Anna and Constant Guillot and their two daughters live in the peaceful, remote mountain village of Carmac. Everyone in Carmac knows each other, leading simple lives mostly unaffected by the outside world – that is until Bakary and Sylvia Langlois arrive with their three children.
The new family's impressive chalet and expensive cars are in stark contrast with the modesty of those of their neighbours, yet despite their initial differences, the Langlois and the Guillots form an uneasy friendship. But when both families come under financial strain, the underlying class and racial tensions of their relationship reach breaking point, culminating in act of abhorrent violence.
With piercing psychological insight and gripping storytelling, People Like Them asks the questions: How could a seemingly ordinary person commit the most extraordinary crime? And how could their loved ones ever come to terms with what they'd done?
Lullaby meets Little Fires Everywhere, this intense, suspenseful prize-winning novel explores the darker side of human nature - and the terrible things people are capable of.
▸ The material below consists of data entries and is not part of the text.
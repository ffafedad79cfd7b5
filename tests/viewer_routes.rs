use axum::{
    body::{self, Body},
    http::{Request, StatusCode},
};
use sitegraph::config::ViewerConfig;
use sitegraph::graph::{AppState, LinkGraph, router};
use sitegraph::{GraphDocument, Link, LinkKind, Node};
use std::sync::Arc;
use tower::util::ServiceExt;

fn state() -> Arc<AppState> {
    let document = GraphDocument::new(
        vec![
            Node::page("/"),
            Node::page("/blog"),
            Node::page("/blog/post-a"),
            Node::external("https://example.com"),
        ],
        vec![
            Link::new("/", "/blog", LinkKind::Normal),
            Link::new("/blog", "/blog/post-a", LinkKind::Normal),
            Link::new("/blog", "https://example.com", LinkKind::External),
        ],
    );
    Arc::new(AppState::new(
        LinkGraph::build(document),
        ViewerConfig::default(),
    ))
}

async fn get(uri: &str) -> (StatusCode, String) {
    let req = Request::builder().uri(uri).body(Body::empty()).unwrap();
    let resp = router(state()).oneshot(req).await.expect("router oneshot failed");
    let status = resp.status();
    let bytes = body::to_bytes(resp.into_body(), 1024 * 1024).await.unwrap();
    (status, String::from_utf8(bytes.to_vec()).unwrap())
}

#[tokio::test]
async fn test_index_page() {
    let (status, text) = get("/").await;
    assert_eq!(status, StatusCode::OK);
    assert!(text.contains("Graph not available"));
    assert!(text.contains("/api/layout"));
    assert!(text.contains(r#""defaultHops":2"#));
    assert!(text.contains(r#""maxHops":6"#));
    assert!(text.contains(r#""navigablePrefix":"/""#));
}

#[tokio::test]
async fn test_full_document() {
    let (status, text) = get("/graph.json").await;
    assert_eq!(status, StatusCode::OK);
    let doc = GraphDocument::from_json(&text).unwrap();
    assert_eq!(doc.nodes.len(), 4);
    assert_eq!(doc.links.len(), 3);
}

#[tokio::test]
async fn test_neighborhood_endpoint() {
    let (status, text) = get("/api/neighborhood?current=%2Fblog%2F&hops=0").await;
    assert_eq!(status, StatusCode::OK);
    let value: serde_json::Value = serde_json::from_str(&text).unwrap();
    assert_eq!(value["start"], "/blog");
    assert_eq!(value["nodes"].as_array().unwrap().len(), 1);
    assert_eq!(value["links"].as_array().unwrap().len(), 0);
}

#[tokio::test]
async fn test_neighborhood_unknown_location() {
    let (status, text) = get("/api/neighborhood?current=%2Fnothing-here&hops=2").await;
    assert_eq!(status, StatusCode::OK);
    let value: serde_json::Value = serde_json::from_str(&text).unwrap();
    assert!(value["start"].is_null());
    assert!(value["nodes"].as_array().unwrap().is_empty());
}

#[tokio::test]
async fn test_layout_endpoint() {
    let (status, text) = get("/api/layout?current=%2Fblog&hops=1&width=500&height=300").await;
    assert_eq!(status, StatusCode::OK);
    let value: serde_json::Value = serde_json::from_str(&text).unwrap();
    assert_eq!(value["current"], "/blog");
    assert_eq!(value["settled"], true);
    let nodes = value["nodes"].as_array().unwrap();
    assert_eq!(nodes.len(), 4);
    let blog = nodes.iter().find(|n| n["id"] == "/blog").unwrap();
    assert_eq!(blog["x"], 250.0);
    assert_eq!(blog["y"], 150.0);
}

#[tokio::test]
async fn test_bad_hops_rejected() {
    let (status, _) = get("/api/neighborhood?current=%2F&hops=lots").await;
    assert_eq!(status, StatusCode::BAD_REQUEST);
}

#[tokio::test]
async fn test_oversized_hops_clamped() {
    let (status, text) = get("/api/neighborhood?current=%2F&hops=1000").await;
    assert_eq!(status, StatusCode::OK);
    let value: serde_json::Value = serde_json::from_str(&text).unwrap();
    assert_eq!(value["hops"], 6);
    assert_eq!(value["nodes"].as_array().unwrap().len(), 4);

    let (status, text) = get("/api/layout?current=%2F&hops=1000").await;
    assert_eq!(status, StatusCode::OK);
    let value: serde_json::Value = serde_json::from_str(&text).unwrap();
    assert_eq!(value["hops"], 6);
    assert_eq!(value["settled"], true);
}
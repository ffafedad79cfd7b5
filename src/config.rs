use serde::Deserialize;
use std::path::Path;
use thiserror::Error;

pub const CONFIG_FILE: &str = ".sitegraph.toml";

#[derive(Debug, Error)]
pub enum ConfigError {
    #[error("Failed to read config file: {0}")]
    Io(#[from] std::io::Error),
    #[error("Failed to parse config file: {0}")]
    Parse(#[from] toml::de::Error),
    #[error("Unknown page mode {0:?} (expected \"index\" or \"all\")")]
    PageMode(String),
}

#[derive(Debug, Clone, Default)]
pub struct Config {
    pub extract: ExtractConfig,
    pub nav: Vec<NavRule>,
    pub viewer: ViewerConfig,
}

/// Which files under the build root count as pages.
#[derive(Debug, Clone, Copy, PartialEq, Eq, Default)]
pub enum PageMode {
    /// Only files named exactly `index.html`.
    #[default]
    Index,
    /// Every `.html` file.
    All,
}

#[derive(Debug, Clone)]
pub struct ExtractConfig {
    pub pages: PageMode,
    pub asset_extensions: Vec<String>,
    pub asset_prefixes: Vec<String>,
    pub tag_prefix: String,
    pub excluded_domains: Vec<String>,
    pub include_unscanned_targets: bool,
}

/// Links to `path` count as site navigation.
///
/// With `suppress`, such links are only kept when the linking page is listed
/// in `allow_from`; kept links are classified as `nav`.
#[derive(Debug, Clone, PartialEq, Eq)]
pub struct NavRule {
    pub path: String,
    pub prefix: bool,
    pub allow_from: Vec<String>,
    pub suppress: bool,
}

impl NavRule {
    pub fn matches(&self, target: &str) -> bool {
        if target == self.path {
            return true;
        }
        if !self.prefix {
            return false;
        }
        let base = self.path.trim_end_matches('/');
        target
            .strip_prefix(base)
            .is_some_and(|rest| rest.starts_with('/'))
    }

    pub fn allows(&self, source: &str) -> bool {
        self.allow_from.iter().any(|s| s == source)
    }
}

#[derive(Debug, Clone)]
pub struct ViewerConfig {
    pub section_root: String,
    pub navigable_prefix: String,
    pub default_hops: usize,
    /// Upper bound on hops a viewer request may ask for.
    pub max_hops: usize,
}

impl ViewerConfig {
    /// `requested` (or the default) limited to `max_hops`.
    pub fn clamp_hops(&self, requested: Option<usize>) -> usize {
        requested
            .unwrap_or(self.default_hops)
            .min(self.max_hops)
    }
}

pub const DEFAULT_ASSET_EXTENSIONS: &[&str] = &[
    "css", "js", "mjs", "map", "json", "xml", "png", "jpg", "jpeg", "gif", "svg", "ico", "webp",
    "avif", "bmp", "woff", "woff2", "ttf", "otf", "eot", "mp4", "webm", "mov", "mp3", "wav", "ogg",
    "pdf", "txt",
];

pub const DEFAULT_ASSET_PREFIXES: &[&str] = &["/_astro/", "/images/"];

impl Default for ExtractConfig {
    fn default() -> Self {
        Self {
            pages: PageMode::Index,
            asset_extensions: DEFAULT_ASSET_EXTENSIONS
                .iter()
                .map(|s| s.to_string())
                .collect(),
            asset_prefixes: DEFAULT_ASSET_PREFIXES
                .iter()
                .map(|s| s.to_string())
                .collect(),
            tag_prefix: "/tags".to_string(),
            excluded_domains: Vec::new(),
            include_unscanned_targets: true,
        }
    }
}

impl Default for ViewerConfig {
    fn default() -> Self {
        Self {
            section_root: "/blog".to_string(),
            navigable_prefix: "/".to_string(),
            default_hops: 2,
            max_hops: 6,
        }
    }
}

#[derive(Debug, Deserialize)]
struct RawConfig {
    extract: Option<RawExtract>,
    nav: Option<Vec<RawNavRule>>,
    viewer: Option<RawViewer>,
}

#[derive(Debug, Deserialize)]
struct RawExtract {
    pages: Option<String>,
    asset_extensions: Option<Vec<String>>,
    asset_prefixes: Option<Vec<String>>,
    tag_prefix: Option<String>,
    excluded_domains: Option<Vec<String>>,
    include_unscanned_targets: Option<bool>,
}

#[derive(Debug, Deserialize)]
struct RawNavRule {
    path: String,
    prefix: Option<bool>,
    allow_from: Option<Vec<String>>,
    suppress: Option<bool>,
}

#[derive(Debug, Deserialize)]
struct RawViewer {
    section_root: Option<String>,
    navigable_prefix: Option<String>,
    default_hops: Option<usize>,
    max_hops: Option<usize>,
}

impl Config {
    /// Load `.sitegraph.toml` from `dir`, falling back to defaults when absent.
    pub fn load(dir: &Path) -> Result<Self, ConfigError> {
        let config_path = dir.join(CONFIG_FILE);

        if !config_path.exists() {
            return Ok(Self::default());
        }

        let content = std::fs::read_to_string(&config_path)?;
        Self::parse(&content)
    }

    pub fn parse(content: &str) -> Result<Self, ConfigError> {
        let raw: RawConfig = toml::from_str(content)?;

        let defaults = ExtractConfig::default();
        let extract = match raw.extract {
            Some(e) => ExtractConfig {
                pages: match e.pages.as_deref() {
                    None | Some("index") => PageMode::Index,
                    Some("all") => PageMode::All,
                    Some(other) => return Err(ConfigError::PageMode(other.to_string())),
                },
                asset_extensions: e
                    .asset_extensions
                    .map(|exts| {
                        exts.into_iter()
                            .map(|x| x.trim_start_matches('.').to_lowercase())
                            .collect()
                    })
                    .unwrap_or(defaults.asset_extensions),
                asset_prefixes: e.asset_prefixes.unwrap_or(defaults.asset_prefixes),
                tag_prefix: e.tag_prefix.unwrap_or(defaults.tag_prefix),
                excluded_domains: e
                    .excluded_domains
                    .map(|d| d.into_iter().map(|x| x.to_lowercase()).collect())
                    .unwrap_or_default(),
                include_unscanned_targets: e
                    .include_unscanned_targets
                    .unwrap_or(defaults.include_unscanned_targets),
            },
            None => defaults,
        };

        let nav = raw
            .nav
            .unwrap_or_default()
            .into_iter()
            .map(|r| NavRule {
                path: r.path,
                prefix: r.prefix.unwrap_or(false),
                allow_from: r.allow_from.unwrap_or_default(),
                suppress: r.suppress.unwrap_or(true),
            })
            .collect();

        let viewer_defaults = ViewerConfig::default();
        let viewer = match raw.viewer {
            Some(v) => ViewerConfig {
                section_root: v.section_root.unwrap_or(viewer_defaults.section_root),
                navigable_prefix: v
                    .navigable_prefix
                    .unwrap_or(viewer_defaults.navigable_prefix),
                default_hops: v.default_hops.unwrap_or(viewer_defaults.default_hops),
                max_hops: v.max_hops.unwrap_or(viewer_defaults.max_hops),
            },
            None => viewer_defaults,
        };

        Ok(Self {
            extract,
            nav,
            viewer,
        })
    }
}

/// Starter configuration written by `sitegraph init`.
pub fn generate_config_template() -> String {
    r#"# sitegraph configuration

[extract]
# "index" scans only index.html files, "all" scans every .html file
pages = "index"
asset_prefixes = ["/_astro/", "/images/"]
tag_prefix = "/tags"
# External hosts that never become nodes (subdomains included)
excluded_domains = ["fonts.googleapis.com", "www.googletagmanager.com"]
# Give internal link targets that were not scanned their own node
include_unscanned_targets = true

# Site-wide navigation links saturate the graph with hub edges.
# Only the listed pages keep their links to these targets.
[[nav]]
path = "/"
allow_from = ["/portfolio", "/blog", "/my-journey"]

[[nav]]
path = "/blog"
allow_from = ["/tags"]

[viewer]
section_root = "/blog"
# Clicking a node only navigates when its id starts with this prefix
navigable_prefix = "/blog/"
default_hops = 2
# Larger hop requests are clamped to this
max_hops = 6
"#
    .to_string()
}

#[cfg(test)]
mod tests {
    use super::*;

    #[test]
    fn test_defaults() {
        let config = Config::default();
        assert_eq!(config.extract.pages, PageMode::Index);
        assert!(config.extract.asset_extensions.contains(&"png".to_string()));
        assert!(config.nav.is_empty());
        assert_eq!(config.viewer.section_root, "/blog");
    }

    #[test]
    fn test_template_parses() {
        let config = Config::parse(&generate_config_template()).unwrap();
        assert_eq!(config.nav.len(), 2);
        assert!(config.nav[0].suppress);
        assert!(config.nav[0].allows("/portfolio"));
        assert!(!config.nav[0].allows("/blog/post"));
        assert_eq!(config.viewer.navigable_prefix, "/blog/");
        assert_eq!(config.extract.excluded_domains.len(), 2);
    }

    #[test]
    fn test_partial_extract_keeps_defaults() {
        let config = Config::parse("[extract]\npages = \"all\"\n").unwrap();
        assert_eq!(config.extract.pages, PageMode::All);
        assert_eq!(config.extract.tag_prefix, "/tags");
        assert!(!config.extract.asset_prefixes.is_empty());
    }

    #[test]
    fn test_hops_clamped_to_max() {
        let config = Config::parse("[viewer]\ndefault_hops = 3\nmax_hops = 4\n").unwrap();
        assert_eq!(config.viewer.clamp_hops(None), 3);
        assert_eq!(config.viewer.clamp_hops(Some(1)), 1);
        assert_eq!(config.viewer.clamp_hops(Some(1000)), 4);
        assert_eq!(ViewerConfig::default().max_hops, 6);
    }

    #[test]
    fn test_bad_page_mode() {
        let err = Config::parse("[extract]\npages = \"some\"\n").unwrap_err();
        assert!(matches!(err, ConfigError::PageMode(_)));
    }

    #[test]
    fn test_nav_rule_prefix() {
        let rule = NavRule {
            path: "/about".to_string(),
            prefix: true,
            allow_from: vec![],
            suppress: false,
        };
        assert!(rule.matches("/about"));
        assert!(rule.matches("/about/team"));
        assert!(!rule.matches("/aboutness"));
    }
}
*Winner of the Prix Eugène Dabit*
PUBLISHERS WEEKLY
Inspired by a 2003 mass homicide in Haute-Savoie, French author Sedira's too-slight English-language debut opens with the trial of Constant Guillot, a white working-class man from Carmac. Constant is charged with murdering his wealthy, sophisticated new neighbors—Bakary Langlois, a Gabon-born Black man raised in Paris; Bakary's white wife, Sylvia; and the couple's three mixed-race children, all between the ages of seven and 12. There's no doubt of Constant's guilt, as he confessed in gory detail. The only open question is what incited the atrocity—a mystery that narrator Anna, Constant's partner and the mother of his three- and six-year-old daughters, reflects upon while the court case progresses. Though Sedira paints a colorful portrait of life in a provincial French village, she offers only a cursory examination of Constant's possible motives, rendering the tale more character sketch than fully fledged novel. Key events unfold either via flashback or prosecutorial monologue, sapping them of immediacy and impact. Crime fiction fans will be left wanting.